This month the U.S. Supreme Court did all Texans a favor: putting a temporary hold on the Environmental Protection Agency’s sweeping new carbon regulation. With a final ruling not expected till at least 2017, any continued work by Texas agencies on implementation of the Obama administration’s Clean Power Plan risks wasting millions of taxpayer dollars — and it’s why they should halt work on it immediately.

First, some background. The EPA’s carbon emissions rule would fundamentally restructure the nation’s power grid — and force every American to pay for it. It requires states to cut emissions from power plants by varying amounts. Texas is required to cuts emissions by 33 percent by 2030.

About the only way to accomplish such dramatic cuts would be to shut down affordable energy sources that Texans have already bought and paid for. Their replacements would largely come from wind and solar, which can be up to three times more expensive than traditional sources.

Those higher costs will be passed on to Texas families in the form of higher energy bills. Economists at NERA Economic Consulting estimate it will increase annual electricity rates by up to 21 percent between 2022 and at least 2033. That will amount to hundreds of dollars per year for families already living paycheck to paycheck — expenses they cannot afford.

Higher energy prices will hit employers, too, driving up the cost of doing business. That’s especially true for manufacturers, which require abundant energy usage. Combined with other new carbon regulations, the Heritage Foundation estimates this will cost up to 43,000 manufacturing jobs in Texas alone.

These crushing costs are part of the reason why 29 states — including Texas — filed a federal lawsuit against these regulations. The other is that it is an unprecedented federal overreach into states’ rights. This bipartisan coalition is backed by liberal Harvard Law School professor Laurence Tribe — President Obama’s law school professor — who argues that it amounts to “burning the Constitution.”

This is where the U.S. Supreme Court stepped in. In temporarily halting the regulation until this suit is resolved, the court ruled that moving forward with its implementation could irreparably harm the states, and that they have a likelihood of succeeding in federal court. This is an extremely rare move that speaks volumes about the regulation’s shaky legal ground.

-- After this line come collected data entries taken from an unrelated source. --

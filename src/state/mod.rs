//! Session state for one debate submission.
//!
//! [`SessionState`] is owned by the task consuming the stream and passed to
//! it by `&mut`; renderers read it, or a [`SessionSnapshot`] of it, after
//! each event.

pub mod session;

pub use session::{SessionSnapshot, SessionState, UNKNOWN_STREAM_ERROR};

So what does that mean for Texas? Testifying before Congress after the stay was issued, EPA Administrator Gina McCarthy made it clear: “Nothing is going to be implemented while the stay is in place. It is clearly on hold until it resolves itself through the courts.”

In other words, there will likely be no further action on this regulation till at least 2017, which is the earliest the Supreme Court could make its final ruling. Even with Justice Scalia’s recent passing — which many EPA supporters say improves their chances before the Court — the future of the regulation remains in jeopardy.

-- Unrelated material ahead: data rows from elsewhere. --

//! HTTP client trait abstraction.
//!
//! Provides a trait-based abstraction for the two HTTP operations the
//! debate client needs, enabling dependency injection and mocking in tests.

use async_trait::async_trait;
use bytes::Bytes;
use futures::Stream;
use std::collections::HashMap;
use std::pin::Pin;

/// HTTP headers represented as a key-value map.
pub type Headers = HashMap<String, String>;

/// Incrementally delivered response body.
pub type ByteStream = Pin<Box<dyn Stream<Item = Result<Bytes, HttpError>> + Send>>;

/// Fully buffered HTTP response.
#[derive(Debug, Clone)]
pub struct Response {
    /// HTTP status code
    pub status: u16,
    /// Response body
    pub body: Bytes,
}

impl Response {
    /// Create a new response.
    pub fn new(status: u16, body: Bytes) -> Self {
        Self { status, body }
    }

    /// Check if the response indicates success (2xx status).
    pub fn is_success(&self) -> bool {
        (200..300).contains(&self.status)
    }
}

/// HTTP client errors.
#[derive(Debug, Clone, PartialEq)]
pub enum HttpError {
    /// Connection failed
    ConnectionFailed(String),
    /// Request timeout
    Timeout(String),
    /// Server returned an error status
    ServerError { status: u16, message: String },
    /// Success status but nothing to stream
    NoBody,
    /// IO error while reading the body
    Io(String),
    /// Invalid URL
    InvalidUrl(String),
    /// Other error
    Other(String),
}

impl std::fmt::Display for HttpError {
    fn fmt(&self, f: &mut std::fmt::Formatter<'_>) -> std::fmt::Result {
        match self {
            HttpError::ConnectionFailed(msg) => write!(f, "Connection failed: {}", msg),
            HttpError::Timeout(msg) => write!(f, "Request timeout: {}", msg),
            HttpError::ServerError { status, message } => {
                write!(f, "Server error ({}): {}", status, message)
            }
            HttpError::NoBody => write!(f, "Response has no body"),
            HttpError::Io(msg) => write!(f, "IO error: {}", msg),
            HttpError::InvalidUrl(msg) => write!(f, "Invalid URL: {}", msg),
            HttpError::Other(msg) => write!(f, "HTTP error: {}", msg),
        }
    }
}

impl std::error::Error for HttpError {}

/// Trait for HTTP client operations.
///
/// Implementations include the production reqwest-based client and the
/// scripted mock used in tests.
#[async_trait]
pub trait HttpClient: Send + Sync {
    /// Perform a GET request and buffer the body.
    async fn get(&self, url: &str, headers: &Headers) -> Result<Response, HttpError>;

    /// Perform a POST request and return the body as a chunk stream.
    ///
    /// A non-success status must be reported as
    /// [`HttpError::ServerError`] before any chunk is produced.
    async fn post_stream(
        &self,
        url: &str,
        body: &str,
        headers: &Headers,
    ) -> Result<ByteStream, HttpError>;
}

Therefore, during that time, it makes no sense for Texas authorities — including air and environmental quality boards, public utility commissions and individual utilities — to proceed with implementation plans. Doing so risks wasting millions of taxpayer dollars if the regulation is ultimately ruled illegal, which as the stay suggests is likely.

President Obama has spent his eight years in office passing regulations that push constitutional boundaries. Now the Supreme Court has put a check on his authority, with a more decisive ruling to come next year. Texas state officials should heed the high court’s warning and move to minimize any loss to taxpayers between now and then.

Thomas J. Pyle is the president of the American Energy Alliance.